Robotic Prosthetics
People who have lost one of their limbs, or have lost the ability to walk completely due to paralysis or spinal cord damage, use prostheses or exoskeletons that partially compensate for the loss. Today it is no longer just a “model” of an arm, for example, with a grip instead of a hand or a leg, which is a simple mechanical device. Today it is a complex robotic system, often with built-in artificial intelligence or a brain-computer interface.
For example, the DEKA Arm, often called “Luke” (after Luke Skywalker from the movie Star Wars), was developed with the participation of the military agency DARPA for people who have had their upper limbs amputated. The device under development will significantly revolutionize prosthetics, giving the user more control.

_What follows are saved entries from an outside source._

#[cfg(test)]
mod tests {
    use super::*;
    use crate::imaging::backend::tests::MockBackend;
    use crate::imaging::{BackendError, Dimensions, ResizeParams};
    use crate::security::JobSlots;
    use crate::test_helpers::{sample_job, tiny_png, zip_entry_names};
    use crate::types::FailureKind;

    const TIMEOUT: Duration = Duration::from_secs(10);

    fn slot() -> JobSlot {
        JobSlots::new(1).acquire().unwrap()
    }

    struct PanickingBackend;

    impl ImageBackend for PanickingBackend {
        fn identify(&self, _: &[u8]) -> Result<Dimensions, BackendError> {
            panic!("decoder exploded")
        }

        fn resize(&self, _: &[u8], _: &ResizeParams) -> Result<Vec<u8>, BackendError> {
            panic!("decoder exploded")
        }
    }

    struct SlowBackend(Duration);

    impl ImageBackend for SlowBackend {
        fn identify(&self, _: &[u8]) -> Result<Dimensions, BackendError> {
            Ok(Dimensions {
                width: 1,
                height: 1,
            })
        }

        fn resize(&self, _: &[u8], _: &ResizeParams) -> Result<Vec<u8>, BackendError> {
            thread::sleep(self.0);
            Ok(Vec::new())
        }
    }

    #[test]
    fn thread_launcher_returns_archive() {
        let launcher = ThreadLauncher::new(MockBackend::new(), Limits::default());
        let state = launcher
            .run(sample_job(tiny_png(), &[("a", 2, 2)]), TIMEOUT, slot())
            .unwrap();
        assert_eq!(zip_entry_names(state.zip_buffer().unwrap()), ["test.png", "a.png"]);
    }

    #[test]
    fn thread_launcher_passes_failures_through() {
        let launcher = ThreadLauncher::new(MockBackend::failing_on(&[(2, 2)]), Limits::default());
        let state = launcher
            .run(sample_job(tiny_png(), &[("a", 2, 2)]), TIMEOUT, slot())
            .unwrap();
        assert_eq!(state.error().unwrap().kind, FailureKind::TransformFailure);
    }

    #[test]
    fn thread_panic_is_worker_crash() {
        let launcher = ThreadLauncher::new(PanickingBackend, Limits::default());
        let err = launcher
            .run(sample_job(tiny_png(), &[("a", 2, 2)]), TIMEOUT, slot())
            .unwrap_err();
        match err {
            JobError::WorkerCrash(reason) => assert!(reason.contains("decoder exploded")),
            other => panic!("expected crash, got {other:?}"),
        }
    }

    #[test]
    fn thread_timeout_detaches() {
        let launcher = ThreadLauncher::new(SlowBackend(Duration::from_millis(500)), Limits::default());
        let err = launcher
            .run(sample_job(tiny_png(), &[("a", 2, 2)]), Duration::from_millis(20), slot())
            .unwrap_err();
        assert!(matches!(err, JobError::Timeout(_)));
    }

    #[test]
    fn timed_out_thread_keeps_its_slot_until_it_exits() {
        let slots = JobSlots::new(1);
        let launcher = ThreadLauncher::new(SlowBackend(Duration::from_millis(300)), Limits::default());
        let err = launcher
            .run(
                sample_job(tiny_png(), &[("a", 2, 2)]),
                Duration::from_millis(20),
                slots.acquire().unwrap(),
            )
            .unwrap_err();
        assert!(matches!(err, JobError::Timeout(_)));
        assert_eq!(slots.current(), 1);
        assert!(slots.acquire().is_err());

        let deadline = std::time::Instant::now() + TIMEOUT;
        while slots.current() > 0 && std::time::Instant::now() < deadline {
            thread::sleep(Duration::from_millis(10));
        }
        assert_eq!(slots.current(), 0);
    }

    #[test]
    fn process_launcher_releases_slot_after_reaping() {
        let slots = JobSlots::new(1);
        let tmp = tempfile::TempDir::new().unwrap();
        let launcher = ProcessLauncher::new(vec![tmp.path().join("no-such-worker")], vec![]);
        let _ = launcher.run(
            sample_job(tiny_png(), &[("a", 2, 2)]),
            TIMEOUT,
            slots.acquire().unwrap(),
        );
        assert_eq!(slots.current(), 0);
    }

    #[test]
    fn first_existing_candidate_wins() {
        let tmp = tempfile::TempDir::new().unwrap();
        let missing = tmp.path().join("missing");
        let present = tmp.path().join("present");
        std::fs::write(&present, b"").unwrap();

        let chosen = resolve_worker_executable(&[missing.clone(), present.clone()]);
        assert_eq!(chosen, present);
    }

    #[test]
    fn falls_back_to_first_candidate() {
        let tmp = tempfile::TempDir::new().unwrap();
        let a = tmp.path().join("a");
        let b = tmp.path().join("b");
        assert_eq!(resolve_worker_executable(&[a.clone(), b]), a);
        assert_eq!(resolve_worker_executable(&[]), PathBuf::from(WORKER_BINARY));
    }

    #[test]
    fn configured_candidate_comes_first() {
        let candidates = default_candidates(Some(Path::new("/opt/grumpy/worker")));
        assert_eq!(candidates[0], PathBuf::from("/opt/grumpy/worker"));
        assert!(candidates.len() >= 2);
    }

    #[test]
    fn host_executable_is_not_a_worker_candidate() {
        let host = Path::new("/srv/app/bin/photo-service");
        let candidates = candidates_for(None, host);
        assert!(!candidates.iter().any(|c| c == host));

        let binary = format!("{WORKER_BINARY}{}", std::env::consts::EXE_SUFFIX);
        assert_eq!(
            candidates,
            [
                Path::new("/srv/app/bin").join(&binary),
                Path::new("/srv/app/bin/../libexec").join(&binary),
            ]
        );
    }

    #[test]
    fn worker_binary_uses_itself_first() {
        let binary = format!("{WORKER_BINARY}{}", std::env::consts::EXE_SUFFIX);
        let exe = Path::new("/usr/local/bin").join(&binary);
        let candidates = candidates_for(None, &exe);
        assert_eq!(candidates[0], exe);
        assert_eq!(candidates.len(), 2);
    }

    #[test]
    fn test_harness_never_resolves_to_itself() {
        let exe = std::env::current_exe().unwrap();
        assert!(!default_candidates(None).contains(&exe));
    }

    #[test]
    fn missing_executable_is_spawn_failure() {
        let tmp = tempfile::TempDir::new().unwrap();
        let launcher = ProcessLauncher::new(vec![tmp.path().join("no-such-worker")], vec![]);
        let err = launcher
            .run(sample_job(tiny_png(), &[("a", 2, 2)]), TIMEOUT, slot())
            .unwrap_err();
        match err {
            JobError::WorkerSpawn { unit, .. } => assert!(unit.contains("no-such-worker")),
            other => panic!("expected spawn failure, got {other:?}"),
        }
    }

    #[cfg(unix)]
    #[test]
    fn silent_exit_is_worker_crash() {
        let launcher = ProcessLauncher::new(
            vec![PathBuf::from("/bin/sh")],
            vec!["-c".into(), "cat > /dev/null; exit 3".into()],
        );
        let err = launcher
            .run(sample_job(tiny_png(), &[("a", 2, 2)]), TIMEOUT, slot())
            .unwrap_err();
        assert!(matches!(err, JobError::WorkerCrash(_)));
    }

    #[cfg(unix)]
    #[test]
    fn hung_process_is_killed_on_timeout() {
        let launcher = ProcessLauncher::new(
            vec![PathBuf::from("/bin/sh")],
            vec!["-c".into(), "sleep 30".into()],
        );
        let started = std::time::Instant::now();
        let err = launcher
            .run(sample_job(tiny_png(), &[("a", 2, 2)]), Duration::from_millis(200), slot())
            .unwrap_err();
        assert!(matches!(err, JobError::Timeout(_)));
        assert!(started.elapsed() < Duration::from_secs(10));
    }
}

The new prosthesis weighs about the same as a normal, living human arm, in its size it is also not much different from the original. The artificial arm has six pre-programmed hand grip options that the user can select, and the arm has the ability to move several joints simultaneously. The various movements of the prosthesis can be controlled by any kind of controller that best suits each individual patient. This can be a push-button system, EMG electrodes, or even wireless gadgets built into shoes, for example. The device is characterized by great possibilities, e.g. the user can use it to use keys, cook and eat food, zipper up clothes, comb his hair, and much more.
An even more innovative device was created at the Federal Polytechnic School in Lausanne (Switzerland). This is a “smart” robotic arm, which uses software based on a machine learning algorithm that provides better control over the prosthetic limb. In doing so, the robotic technology can better anticipate the user’s intentions, right down to the movement of individual fingers. In a process called “collaborative control,” the “smart” artificial arm can automatically control certain movements such as gripping and manipulation, thus combining both robotic and user control to improve the artificial arm’s performance.
Here, the robot and the patient work together in a way that has never been tried before. With this system, the robotic prosthesis detects anticipated finger movements using sensors on the stump of the hand that measure muscle activity. This data is translated into a system that controls the movement of the individual fingers on the prosthetic hand. The robot is also “smart” enough to decipher the user’s intentions and has a level of automation that allows, for example, grabbing an object and maintaining contact with it for as long as necessary.
And researchers from the Swiss Federal Institute of Technology Zurich and SensArs have been able to give existing commercial prosthetic legs a feeling similar to that of a “living” leg. They developed an interface that could connect the prosthesis to the residual nerves of the thigh and create a neural feedback mechanism using a neurostimulation system implanted in the thigh. This development utilized Össur’s commercially available prosthesis, which was equipped with pressure sensors on the sole as well as around the knee to always know where the foot is when walking. As a result, this prosthesis significantly reduces human fatigue when using it and, as a side effect, removes phantom pain.